HiveBrain v1.2.0
Get Started
← Back to all entries
patternsqlMinor

Index with IGNORE_DUP_KEY = ON filters out non-duplicate records

Submitted by: @import:stackexchange-dba··
0
Viewed 0 times
nonwithduplicaterecordsignore_dup_keyfiltersindexout

Problem

Below is a script which can be used to re-produce the issue I am facing.
Basically the question is this: why is it that the record with (ID1 = 6, ID2 = 7) is not populated into the final #tt2 table? I can INSERT it just fine manually, so it doesn't violate the UNIQUE constraint, but it doesn't get populated as part of INSERT/SELECT.

USE [tempdb]
GO 

IF OBJECT_ID('tempdb..#t1') IS NOT NULL DROP TABLE #t1
CREATE TABLE [#t1] ([ID] INT , [V] VARCHAR(10))

INSERT INTO #t1 (ID, V) 
VALUES
(1,'A'),
(2,'B'),
(3,'B'),
(4,'C'),
(5,'E'),
(6,'E')

IF OBJECT_ID('tempdb..#t2') IS NOT NULL DROP TABLE #t2
CREATE TABLE [#t2] ([ID] INT , [V] VARCHAR(10))

INSERT INTO #t2 (ID, V) 
VALUES
(1,'A'),
(2,'B'),
(3,'C'),
(4,'C'),
(5,'D'),
(6,'E'),
(7,'E')

IF OBJECT_ID('tempdb..#tt') IS NOT NULL DROP TABLE #tt

SELECT t1.ID AS ID1, t2.ID AS ID2, t1.V AS V
INTO #tt
FROM #t1 t1
JOIN #t2 t2 ON t1.V=t2.V

--SELECT * FROM #tt

IF OBJECT_ID('tempdb..#tt2') IS NOT NULL DROP TABLE #tt2
CREATE TABLE #tt2 (ID1 INT, ID2 INT, V VARCHAR(10))
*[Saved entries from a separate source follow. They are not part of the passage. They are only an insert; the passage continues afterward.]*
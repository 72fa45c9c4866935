//! Hosted CRUD API backend.
//!
//! ARCHITECTURE
//! ============
//! Every collection maps to one hosted table (`Record::REMOTE_TABLE`):
//!
//! ```text
//! GET    {base}/tables/{table}/records
//! GET    {base}/tables/{table}/records/{id}
//! POST   {base}/tables/{table}/records
//! PATCH  {base}/tables/{table}/records/{id}
//! DELETE {base}/tables/{table}/records/{id}
//! ```
//!
//! Responses use the envelope `{success, message, data | results[]}`. A
//! `404` means the record is absent; `success: false` or any other non-2xx
//! status is an `External` error. A listing skips rows that do not decode
//! (logged) rather than failing the whole collection.
//!
//! SCHEMA
//! ======
//! Hosted field names carry a `_c` suffix (`content_c`), the id is `Id`, and
//! system fields are capitalized (`Name`, `Tags`). List fields are stored as
//! embedded JSON text. [`normalize_keys`] and [`to_remote_fields`] translate
//! between that schema and the canonical one; the model layer decodes the
//! embedded lists.
//!
//! CONCURRENCY
//! ===========
//! The hosted API has no conditional update, so read-modify-write is a GET
//! followed by a PATCH. Mutations are serialized per collection within this
//! process; concurrent writers in other processes can still interleave.

use std::marker::PhantomData;
use std::sync::Arc;
use std::time::Duration;

use reqwest::StatusCode;
use serde::Deserialize;
use serde_json::{Map, Value};
use tokio::sync::Mutex;

use super::{Builder, Mutation, Repository};
use crate::config::RemoteConfig;
use crate::error::ServiceError;
use crate::record::{Record, ensure_unique};

const CONNECT_TIMEOUT_SECS: u64 = 10;
const REMOTE_SUFFIX: &str = "_c";

// =============================================================================
// CLIENT
// =============================================================================

/// HTTP client shared by every remote collection.
pub struct RemoteClient {
    http: reqwest::Client,
    base_url: String,
    project_id: String,
    api_key: String,
}

impl RemoteClient {
    /// # Errors
    ///
    /// Returns `External` if the HTTP client cannot be built.
    pub fn new(config: &RemoteConfig) -> Result<Self, ServiceError> {
        let http = reqwest::Client::builder()
            .timeout(Duration::from_secs(config.timeout_secs))
            .connect_timeout(Duration::from_secs(CONNECT_TIMEOUT_SECS))
            .build()
            .map_err(|e| ServiceError::External(format!("http client build: {e}")))?;
        Ok(Self {
            http,
            base_url: config.base_url.trim_end_matches('/').to_owned(),
            project_id: config.project_id.clone(),
            api_key: config.api_key.clone(),
        })
    }

    fn records_url(&self, table: &str, id: Option<i64>) -> String {
        match id {
            Some(id) => format!("{}/tables/{table}/records/{id}", self.base_url),
            None => format!("{}/tables/{table}/records", self.base_url),
        }
    }

    fn request(&self, method: reqwest::Method, url: String) -> reqwest::RequestBuilder {
        self.http
            .request(method, url)
            .header("X-Project-Id", &self.project_id)
            .bearer_auth(&self.api_key)
    }

    /// Send a request and decode the envelope. `Ok(None)` on `404`.
    async fn send(&self, request: reqwest::RequestBuilder) -> Result<Option<Envelope>, ServiceError> {
        let response = request
            .send()
            .await
            .map_err(|e| ServiceError::External(e.to_string()))?;

        let status = response.status();
        if status == StatusCode::NOT_FOUND {
            return Ok(None);
        }
        let text = response
            .text()
            .await
            .map_err(|e| ServiceError::External(e.to_string()))?;
        if !status.is_success() {
            return Err(ServiceError::External(format!("status {}: {text}", status.as_u16())));
        }

        parse_envelope(&text).map(Some)
    }
}

// =============================================================================
// WIRE TYPES
// =============================================================================

#[derive(Debug, Deserialize)]
struct Envelope {
    success: bool,
    #[serde(default)]
    message: Option<String>,
    #[serde(default)]
    data: Option<Value>,
    #[serde(default)]
    results: Option<Vec<ResultEntry>>,
}

#[derive(Debug, Deserialize)]
struct ResultEntry {
    success: bool,
    #[serde(default)]
    message: Option<String>,
    #[serde(default)]
    data: Option<Value>,
}

impl Envelope {
    /// The single record a create or update returned: `data`, or the first
    /// successful entry of `results`.
    fn into_single(self) -> Result<Option<Value>, ServiceError> {
        if let Some(data) = self.data {
            return Ok(Some(data));
        }
        let Some(results) = self.results else {
            return Ok(None);
        };
        if let Some(failed) = results.iter().find(|entry| !entry.success) {
            let message = failed.message.clone().unwrap_or_else(|| "record rejected".into());
            if !results.iter().any(|entry| entry.success) {
                return Err(ServiceError::External(message));
            }
            tracing::warn!(%message, "hosted backend rejected part of a batch");
        }
        Ok(results.into_iter().find(|entry| entry.success).and_then(|entry| entry.data))
    }
}

fn parse_envelope(text: &str) -> Result<Envelope, ServiceError> {
    let envelope: Envelope =
        serde_json::from_str(text).map_err(|e| ServiceError::External(format!("malformed response: {e}")))?;
    if !envelope.success {
        let message = envelope.message.unwrap_or_else(|| "request failed".into());
        return Err(ServiceError::External(message));
    }
    Ok(envelope)
}

// =============================================================================
// SCHEMA TRANSLATION
// =============================================================================

/// Rename hosted keys to canonical ones.
///
/// `Id` becomes `id`, a trailing `_c` is stripped, capitalized system fields
/// are lowercased, and `renames` maps hosted names back to canonical ones.
/// When a suffixed field and a system field normalize to the same key, the
/// suffixed field wins.
#[must_use]
pub fn normalize_keys(record: Map<String, Value>, renames: &[(&str, &str)]) -> Map<String, Value> {
    let canonical = |name: &str| {
        renames
            .iter()
            .find(|(_, hosted)| *hosted == name)
            .map_or_else(|| name.to_owned(), |(canonical, _)| (*canonical).to_owned())
    };

    let mut system = Map::new();
    let mut custom = Map::new();
    for (key, value) in record {
        if key == "Id" {
            system.insert("id".into(), value);
        } else if let Some(stripped) = key.strip_suffix(REMOTE_SUFFIX) {
            custom.insert(canonical(stripped), value);
        } else if key.starts_with(|c: char| c.is_ascii_uppercase()) {
            system.insert(canonical(&key.to_ascii_lowercase()), value);
        } else {
            system.insert(canonical(&key), value);
        }
    }

    system.extend(custom);
    system
}

/// Encode a canonical record as hosted fields. `id` is dropped (it travels
/// in the URL), keys gain the `_c` suffix, and lists and objects are
/// embedded as JSON text.
#[must_use]
pub fn to_remote_fields(record: Value, renames: &[(&str, &str)]) -> Map<String, Value> {
    let Value::Object(fields) = record else {
        return Map::new();
    };

    fields
        .into_iter()
        .filter(|(key, _)| key != "id")
        .map(|(key, value)| {
            let hosted = renames
                .iter()
                .find(|(canonical, _)| *canonical == key)
                .map_or(key.as_str(), |(_, hosted)| *hosted);
            let value = match value {
                Value::Array(_) | Value::Object(_) => Value::String(value.to_string()),
                other => other,
            };
            (format!("{hosted}{REMOTE_SUFFIX}"), value)
        })
        .collect()
}

/// Decode one hosted record into `T`.
///
/// # Errors
///
/// Returns `External` when the payload is not an object or does not match
/// the record schema.
pub fn decode_record<T: Record>(value: Value) -> Result<T, ServiceError> {
    let Value::Object(fields) = value else {
        return Err(ServiceError::External(format!("{} record is not an object", T::REMOTE_TABLE)));
    };
    let normalized = normalize_keys(fields, T::REMOTE_RENAMES);
    serde_json::from_value(Value::Object(normalized))
        .map_err(|e| ServiceError::External(format!("undecodable {} record: {e}", T::REMOTE_TABLE)))
}

// =============================================================================
// REPOSITORY
// =============================================================================

pub struct RemoteRepository<T> {
    client: Arc<RemoteClient>,
    write_lock: Mutex<()>,
    _record: PhantomData<fn() -> T>,
}

impl<T: Record> RemoteRepository<T> {
    #[must_use]
    pub fn new(client: Arc<RemoteClient>) -> Self {
        Self { client, write_lock: Mutex::new(()), _record: PhantomData }
    }

    async fn fetch(&self, id: i64) -> Result<Option<T>, ServiceError> {
        let url = self.client.records_url(T::REMOTE_TABLE, Some(id));
        let Some(envelope) = self.client.send(self.client.request(reqwest::Method::GET, url)).await? else {
            return Ok(None);
        };
        envelope.into_single()?.map(decode_record).transpose()
    }

    fn encode(record: &T) -> Result<Map<String, Value>, ServiceError> {
        let value = serde_json::to_value(record)
            .map_err(|e| ServiceError::validation(format!("cannot encode {} record: {e}", T::COLLECTION)))?;
        Ok(to_remote_fields(value, T::REMOTE_RENAMES))
    }
}

#[async_trait::async_trait]
impl<T: Record> Repository<T> for RemoteRepository<T> {
    async fn all(&self) -> Result<Vec<T>, ServiceError> {
        let url = self.client.records_url(T::REMOTE_TABLE, None);
        let Some(envelope) = self.client.send(self.client.request(reqwest::Method::GET, url)).await? else {
            return Err(ServiceError::External(format!("table {} not found", T::REMOTE_TABLE)));
        };
        match envelope.data {
            Some(Value::Array(rows)) => Ok(rows
                .into_iter()
                .filter_map(|row| {
                    decode_record(row)
                        .inspect_err(|e| {
                            tracing::warn!(table = T::REMOTE_TABLE, error = %e, "skipping undecodable hosted record");
                        })
                        .ok()
                })
                .collect()),
            Some(Value::Null) | None => Ok(Vec::new()),
            Some(_) => Err(ServiceError::External(format!("{} listing is not an array", T::REMOTE_TABLE))),
        }
    }

    async fn get(&self, id: i64) -> Result<Option<T>, ServiceError> {
        self.fetch(id).await
    }

    /// The hosted backend allocates ids itself; the record is built with a
    /// placeholder id and the stored copy is decoded from the response.
    async fn insert(&self, build: Builder<T>) -> Result<T, ServiceError> {
        let draft = build(0)?;
        let fields = Self::encode(&draft)?;

        let _guard = self.write_lock.lock().await;
        if draft.unique_key().is_some() {
            ensure_unique(&draft, &self.all().await?)?;
        }
        let url = self.client.records_url(T::REMOTE_TABLE, None);
        let request = self.client.request(reqwest::Method::POST, url).json(&fields);
        let Some(envelope) = self.client.send(request).await? else {
            return Err(ServiceError::External(format!("table {} not found", T::REMOTE_TABLE)));
        };
        let stored = envelope
            .into_single()?
            .ok_or_else(|| ServiceError::External(format!("{} create returned no record", T::REMOTE_TABLE)))?;
        decode_record(stored)
    }

    async fn mutate(&self, id: i64, apply: Mutation<T>) -> Result<Option<T>, ServiceError> {
        let _guard = self.write_lock.lock().await;
        let Some(mut record) = self.fetch(id).await? else {
            return Ok(None);
        };
        apply(&mut record)?;

        let mut fields = Self::encode(&record)?;
        fields.insert("Id".into(), Value::from(id));
        let url = self.client.records_url(T::REMOTE_TABLE, Some(id));
        let request = self.client.request(reqwest::Method::PATCH, url).json(&fields);
        let Some(envelope) = self.client.send(request).await? else {
            return Ok(None);
        };
        match envelope.into_single()? {
            Some(stored) => decode_record(stored).map(Some),
            None => Ok(Some(record)),
        }
    }

    async fn remove(&self, id: i64) -> Result<Option<T>, ServiceError> {
        let _guard = self.write_lock.lock().await;
        let Some(record) = self.fetch(id).await? else {
            return Ok(None);
        };
        let url = self.client.records_url(T::REMOTE_TABLE, Some(id));
        match self.client.send(self.client.request(reqwest::Method::DELETE, url)).await? {
            Some(_) => Ok(Some(record)),
            None => Ok(None),
        }
    }
}

#[cfg(test)]
#[path = "remote_test.rs"]
mod tests;
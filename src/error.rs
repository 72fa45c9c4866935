//! Service error taxonomy shared by every collection.
//!
//! DESIGN
//! ======
//! One enum covers all collections so generic routes can map failures to
//! HTTP statuses without knowing the entity. Each variant carries a stable,
//! grepable code via [`ErrorCode`].

/// Stable machine-readable code for an error, surfaced in API responses.
pub trait ErrorCode: std::fmt::Display {
    fn error_code(&self) -> &'static str;

    fn retryable(&self) -> bool {
        false
    }
}

#[derive(Debug, thiserror::Error)]
pub enum ServiceError {
    #[error("{collection} record not found: {id}")]
    NotFound { collection: &'static str, id: i64 },
    #[error("validation failed: {0}")]
    Validation(String),
    #[error("external service error: {0}")]
    External(String),
    #[error("database error: {0}")]
    Database(#[from] sqlx::Error),
}

impl ServiceError {
    #[must_use]
    pub fn not_found(collection: &'static str, id: i64) -> Self {
        Self::NotFound { collection, id }
    }

    pub fn validation(message: impl Into<String>) -> Self {
        Self::Validation(message.into())
    }
}

impl ErrorCode for ServiceError {
    fn error_code(&self) -> &'static str {
        match self {
            Self::NotFound { .. } => "E_NOT_FOUND",
            Self::Validation(_) => "E_VALIDATION",
            Self::External(_) => "E_EXTERNAL_SERVICE",
            Self::Database(_) => "E_DATABASE",
        }
    }

    fn retryable(&self) -> bool {
        matches!(self, Self::External(_) | Self::Database(_))
    }
}

#[cfg(test)]
mod tests {
    use super::*;

    #[test]
    fn not_found_message_names_collection_and_id() {
        let err = ServiceError::not_found("wins", 42);
        assert_eq!(err.to_string(), "wins record not found: 42");
        assert_eq!(err.error_code(), "E_NOT_FOUND");
        assert!(!err.retryable());
    }

    #[test]
    fn external_errors_are_retryable() {
        let err = ServiceError::External("status 503".into());
        assert_eq!(err.error_code(), "E_EXTERNAL_SERVICE");
        assert!(err.retryable());
    }
}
CREATE UNIQUE INDEX IDX_TT_ID1 ON #tt2 (ID1) WITH (IGNORE_DUP_KEY = ON)
CREATE UNIQUE INDEX IDX_TT_ID2 ON #tt2 (ID2) WITH (IGNORE_DUP_KEY = ON)

-- Query 1 - this SELECT returns 9 records. 
SELECT ID1, ID2, V
FROM #tt 
ORDER BY ID1, ID2

-- Query 2 - this INSERT populates 4 records, but I would expect 5
INSERT INTO #tt2 (ID1, ID2, V)
SELECT ID1, ID2, V
FROM #tt 
ORDER BY ID1, ID2

-- Why are there only 4 records in this table? (I would expect 5, but the record with ID1 = 6, ID2 = 7  is missing)
SELECT * FROM #tt2

-- I can INSERT the missing record manually:
INSERT INTO #tt2 (ID1, ID2, V)
VALUES (6, 7, 'E')

Solution

I think the confusion arises because the indexes are defined as single-column on ID1 and ID2 separately. This means the "ignore duplicates" check is performed on each individually and only if a row passes both checks will it be inserted into the final #tt2 table. I'll step through and show the working.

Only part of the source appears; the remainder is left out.